» **Task goal**
Copy every line of the entries that has the string "dims" in it.

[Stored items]
use std::collections::{BTreeMap, BTreeSet};
use std::fmt::{Display, LowerExp};
use std::ops::{Add, Sub, Mul, Neg};
use num_traits::{Float, One};
use blocklin_core::{LinAlgEx, LinearMap, Operator};
use crate::{BlockVector, BlockError};

//

/// Block matrix
///
/// <script src="https://polyfill.io/v3/polyfill.min.js?features=es6"></script>
/// <script id="MathJax-script" async src="https://cdn.jsdelivr.net/npm/mathjax@3/es5/tex-mml-chtml.js"></script>
///
/// [`LinearMap`] blocks \\(A_{ij}\\) keyed by a row key \\(i\\) and a column key \\(j\\).
/// Absent blocks are structural zeros.
///
/// Blocks are stored column by column.
/// All the blocks in a column shall have the same number of columns,
/// which is asserted on insertion.
#[derive(Debug, Clone)]
pub struct BlockMatrix<L: LinAlgEx>
{
    data: BTreeMap<String, BTreeMap<String, LinearMap<L>>>,
}

impl<L: LinAlgEx> BlockMatrix<L>
{
    /// Creates an empty instance.
    pub fn new() -> Self
    {
        BlockMatrix {
            data: BTreeMap::new(),
        }
    }

    /// Block-diagonal identity.
    ///
    /// * `keys` iterates pairs of a block key and its dimension.
    pub fn identity<'a, I>(keys: I) -> Self
    where I: IntoIterator<Item=(&'a str, usize)>
    {
        let mut c = BlockMatrix::new();
        for (k, dim) in keys {
            c.insert_or_add(k, k, LinearMap::identity(dim));
        }
        c
    }

    /// Identity \\(I\\) such that \\(I A = A\\).
    pub fn left_identity(&self) -> Self
    {
        let mut dims = BTreeMap::new();
        for (r, _, a) in self.iter() {
            dims.entry(r).or_insert(a.m());
        }
        Self::identity(dims)
    }

    /// Identity \\(I\\) such that \\(A I = A\\).
    pub fn right_identity(&self) -> Self
    {
        let dims = self.data.iter()
            .filter_map(|(c, col)| col.values().next().map(|a| (c.as_str(), a.n())));
        Self::identity(dims)
    }

    /// Inserts a block, or adds it to the existing one of the same keys.
    ///
    /// * `row` is a row key.
    /// * `col` is a column key.
    /// * `value` is a block, whose number of columns shall agree with the other blocks in `col`.
    pub fn insert_or_add(&mut self, row: &str, col: &str, value: LinearMap<L>)
    {
        let column = self.data.entry(col.to_string()).or_default();

        if let Some(a) = column.values().next() {
            assert_eq!(a.n(), value.n(), "inserting {} columns to {} of {}", value.n(), col, a.n());
        }

        match column.get_mut(row) {
            Some(a) => {
                *a = &*a + &value;
            },
            None => {
                column.insert(row.to_string(), value);
            },
        }
    }

    /// Builder pattern of [`BlockMatrix::insert_or_add`].
    pub fn with(mut self, row: &str, col: &str, value: LinearMap<L>) -> Self
    {
        self.insert_or_add(row, col, value);
        self
    }

    pub fn get(&self, row: &str, col: &str) -> Option<&LinearMap<L>>
    {
        self.data.get(col).and_then(|column| column.get(row))
    }

    pub fn has_key(&self, row: &str, col: &str) -> bool
    {
        self.get(row, col).is_some()
    }

    /// Removes a block.
    ///
    /// A column left with no block is removed as well.
    /// Returns the removed block if it existed.
    pub fn remove(&mut self, row: &str, col: &str) -> Option<LinearMap<L>>
    {
        let column = self.data.get_mut(col)?;
        let a = column.remove(row)?;

        if column.is_empty() {
            self.data.remove(col);
        }

        Some(a)
    }

    /// Blocks of a column, keyed by row keys.
    pub fn col(&self, col: &str) -> Option<&BTreeMap<String, LinearMap<L>>>
    {
        self.data.get(col)
    }

    /// Iterates blocks as tuples of a row key, a column key and a block, column by column.
    pub fn iter(&self) -> impl Iterator<Item=(&str, &str, &LinearMap<L>)>
    {
        self.data.iter().flat_map(|(c, column)| {
            column.iter().map(move |(r, a)| (r.as_str(), c.as_str(), a))
        })
    }

    pub fn row_keys(&self) -> BTreeSet<&str>
    {
        self.data.values().flat_map(|column| column.keys().map(|r| r.as_str())).collect()
    }

    pub fn col_keys(&self) -> BTreeSet<&str>
    {
        self.data.keys().map(|c| c.as_str()).collect()
    }

    /// Number of rows, summed over distinct row keys.
    pub fn m(&self) -> usize
    {
        let mut seen = BTreeSet::new();
        let mut m = 0;
        for (r, _, a) in self.iter() {
            if seen.insert(r) {
                m += a.m();
            }
        }
        m
    }

    /// Number of columns, summed over column keys.
    pub fn n(&self) -> usize
    {
        self.data.values()
            .filter_map(|column| column.values().next())
            .map(|a| a.n())
            .sum()
    }

    pub fn is_empty(&self) -> bool
    {
        self.data.is_empty()
    }

    /// Matrix scaled by \\(\alpha\\).
    pub fn scale(&self, alpha: L::F) -> Self
    {
        let mut c = BlockMatrix::new();
        for (r, col, a) in self.iter() {
            c.insert_or_add(r, col, a.scale(alpha));
        }
        c
    }

    /// Transposed matrix \\(A^T\\), whose \\((j, i)\\) block is \\(A_{ij}^T\\).
    pub fn transpose(&self) -> Self
    {
        let mut c = BlockMatrix::new();
        for (r, col, a) in self.iter() {
            c.insert_or_add(col, r, a.transpose());
        }
        c
    }

    /// Inverse of a block-diagonal matrix.
    ///
    /// Block-diagonal means that each column has exactly one block and no two columns share a row key.
    /// The inverse places \\(A_{ij}^{-1}\\) at \\((j, i)\\).
    ///
    /// Returns [`BlockError::NotSquare`], [`BlockError::NotBlockDiagonal`],
    /// or [`BlockError::LinMap`] if any block fails to be inverted.
    /// * `eps_zero` is a tolerance of zero pivots or diagonals.
    pub fn inverse(&self, eps_zero: L::F) -> Result<Self, BlockError>
    {
        let (m, n) = (self.m(), self.n());
        if m != n {
            log::error!("inverting non-square block matrix {} x {}", m, n);
            return Err(BlockError::NotSquare(m, n));
        }

        let mut seen = BTreeSet::new();
        for column in self.data.values() {
            let mut rows = column.keys();
            let single = match (rows.next(), rows.next()) {
                (Some(r), None) => seen.insert(r),
                _ => false,
            };
            if !single {
                log::error!("inverting block matrix which is not block diagonal");
                return Err(BlockError::NotBlockDiagonal);
            }
        }

        let mut c = BlockMatrix::new();
        for (r, col, a) in self.iter() {
            c.insert_or_add(col, r, a.inverse(eps_zero)?);
        }
        Ok(c)
    }

    fn product(&self, rhs: &Self) -> Self
    {
        let mut c = BlockMatrix::new();

        for (k, j, b) in rhs.iter() {
            if let Some(column) = self.data.get(k) {
                for (i, a) in column.iter() {
                    log::trace!("C({}, {}) += A({}, {}) {:?} * B({}, {}) {:?}", i, j, i, k, a.size(), k, j, b.size());
                    c.insert_or_add(i, j, a * b);
                }
            }
        }

        c
    }

    fn sum(&self, alpha: L::F, rhs: &Self) -> Self
    {
        let mut c = self.clone();
        for (r, col, b) in rhs.iter() {
            c.insert_or_add(r, col, b.scale(alpha));
        }
        c
    }
}

impl<L: LinAlgEx> Default for BlockMatrix<L>
{
    fn default() -> Self
    {
        Self::new()
    }
}

//

impl<L: LinAlgEx> PartialEq for BlockMatrix<L>
{
    fn eq(&self, other: &Self) -> bool
    {
        self.data == other.data
    }
}

impl<'a, L: LinAlgEx> Mul<&'a BlockVector<L>> for &'a BlockMatrix<L>
{
    type Output = BlockVector<L>;

    /// Absent columns of the matrix contribute nothing.
    fn mul(self, x: &'a BlockVector<L>) -> BlockVector<L>
    {
        log::trace!("block matrix-vector product");

        let mut y = BlockVector::new();
        for (k, x_k) in x.iter() {
            if let Some(column) = self.data.get(k) {
                for (r, a) in column.iter() {
                    y.insert_or_add(r, a.apply(x_k));
                }
            }
        }
        y
    }
}

impl<'a, L: LinAlgEx> Mul for &'a BlockMatrix<L>
{
    type Output = BlockMatrix<L>;

    fn mul(self, rhs: Self) -> BlockMatrix<L>
    {
        self.product(rhs)
    }
}

impl<'a, L: LinAlgEx> Add for &'a BlockMatrix<L>
{
    type Output = BlockMatrix<L>;

    fn add(self, rhs: Self) -> BlockMatrix<L>
    {
        self.sum(L::F::one(), rhs)
    }
}

impl<'a, L: LinAlgEx> Sub for &'a BlockMatrix<L>
{
    type Output = BlockMatrix<L>;

    fn sub(self, rhs: Self) -> BlockMatrix<L>
    {
        self.sum(-L::F::one(), rhs)
    }
}

impl<'a, L: LinAlgEx> Neg for &'a BlockMatrix<L>
{
    type Output = BlockMatrix<L>;

    fn neg(self) -> BlockMatrix<L>
    {
        self.scale(-L::F::one())
    }
}

//

impl<L: LinAlgEx> Display for BlockMatrix<L>
where L::F: Float + LowerExp
{
    fn fmt(&self, f: &mut std::fmt::Formatter) -> Result<(), std::fmt::Error>
    {
        write!(f, "block matrix {} x {}", self.m(), self.n())?;
        for (r, c, a) in self.iter() {
            writeln!(f)?;
            write!(f, "({}, {}) {}", r, c, a)?;
        }
        Ok(())
    }
}

//

#[test]
fn test_block_matrix1()
{
    use blocklin_core::{FloatGeneric, ImplType};

    type L = FloatGeneric<f64>;
    type LM = LinearMap<L>;

    let mut a = BlockMatrix::<L>::new();
    a.insert_or_add("x", "x", LM::scalar(2, 1.));
    a.insert_or_add("x", "x", LM::diag(vec![1., 2.]));
    a.insert_or_add("y", "x", LM::dense(1, 2, vec![1., 1.]));
    a.insert_or_add("x", "y", LM::dense(2, 3, vec![0.; 6]));

    assert_eq!(a.get("x", "x").map(|b| b.impl_type()), Some(ImplType::Diag));
    assert_eq!(a.get("x", "x").map(|b| b.as_dense()), Some(vec![2., 0., 0., 3.]));
    assert_eq!((a.m(), a.n()), (3, 5));
    assert_eq!(a.row_keys().into_iter().collect::<Vec<_>>(), vec!["x", "y"]);
    assert_eq!(a.col_keys().into_iter().collect::<Vec<_>>(), vec!["x", "y"]);

    let at = a.transpose();
    assert_eq!((at.m(), at.n()), (5, 3));
    assert_eq!(at.get("x", "y").map(|b| b.size()), Some((2, 1)));
    assert_eq!(at.get("y", "x").map(|b| b.size()), Some((3, 2)));

    assert!(a.remove("x", "y").is_some());
    assert!(a.col("y").is_none());
    assert!(a.remove("x", "y").is_none());

    let s = format!("{}", a);
    assert!(s.starts_with("block matrix 3 x 2"));
}

#[test]
#[should_panic]
fn test_block_matrix_col_mismatch()
{
    use blocklin_core::FloatGeneric;

    type L = FloatGeneric<f64>;

    let mut a = BlockMatrix::<L>::new();
    a.insert_or_add("x", "x", LinearMap::identity(2));
    a.insert_or_add("y", "x", LinearMap::identity(3));
}

#[test]
fn test_block_matrix_inverse1()
{
    use float_eq::assert_float_eq;
    use blocklin_core::FloatGeneric;

    type L = FloatGeneric<f64>;
    type LM = LinearMap<L>;

    // permuted block diagonal: x -> y, y -> x
    let a = BlockMatrix::<L>::new()
        .with("y", "x", LM::diag(vec![2., 4.]))
        .with("x", "y", LM::dense(2, 2, vec![2., 1., 1., 2.]));
    let a_inv = a.inverse(1e-12).unwrap();
    assert!(a_inv.has_key("x", "y"));
    assert!(a_inv.has_key("y", "x"));

    let x = BlockVector::new().with("x", vec![1., -1.]).with("y", vec![3., 0.5]);
    let z = &a * &(&a_inv * &x);
    for (k, v) in x.iter() {
        assert_float_eq!(z.get(k).unwrap(), v.as_slice(), abs_all <= 1e-9);
    }

    let b = a.clone().with("x", "x", LM::identity(2));
    assert_eq!(b.inverse(1e-12), Err(BlockError::NotBlockDiagonal));

    let c = BlockMatrix::<L>::new()
        .with("x", "x", LM::identity(2))
        .with("x", "y", LM::identity(2));
    assert_eq!(c.inverse(1e-12), Err(BlockError::NotSquare(2, 4)));

    let d = BlockMatrix::<L>::new().with("x", "x", LM::scalar(2, 0.));
    assert_eq!(d.inverse(1e-12), Err(BlockError::LinMap(blocklin_core::LinMapError::Singular)));
}

#[test]
fn test_block_matrix_identity1()
{
    use blocklin_core::FloatGeneric;

    type L = FloatGeneric<f64>;
    type LM = LinearMap<L>;

    let a = BlockMatrix::<L>::new()
        .with("u", "x", LM::dense(3, 2, vec![1., 2., 3., 4., 5., 6.]))
        .with("v", "x", LM::dense(1, 2, vec![1., 1.]))
        .with("v", "y", LM::scalar(1, 7.));

    let li = a.left_identity();
    let ri = a.right_identity();
    assert_eq!((li.m(), li.n()), (a.m(), a.m()));
    assert_eq!((ri.m(), ri.n()), (a.n(), a.n()));
    assert_eq!(&li * &a, a);
    assert_eq!(&a * &ri, a);
}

» **Task solution**
        let mut dims = BTreeMap::new();
            dims.entry(r).or_insert(a.m());
        Self::identity(dims)
        let dims = self.data.iter()
        Self::identity(dims)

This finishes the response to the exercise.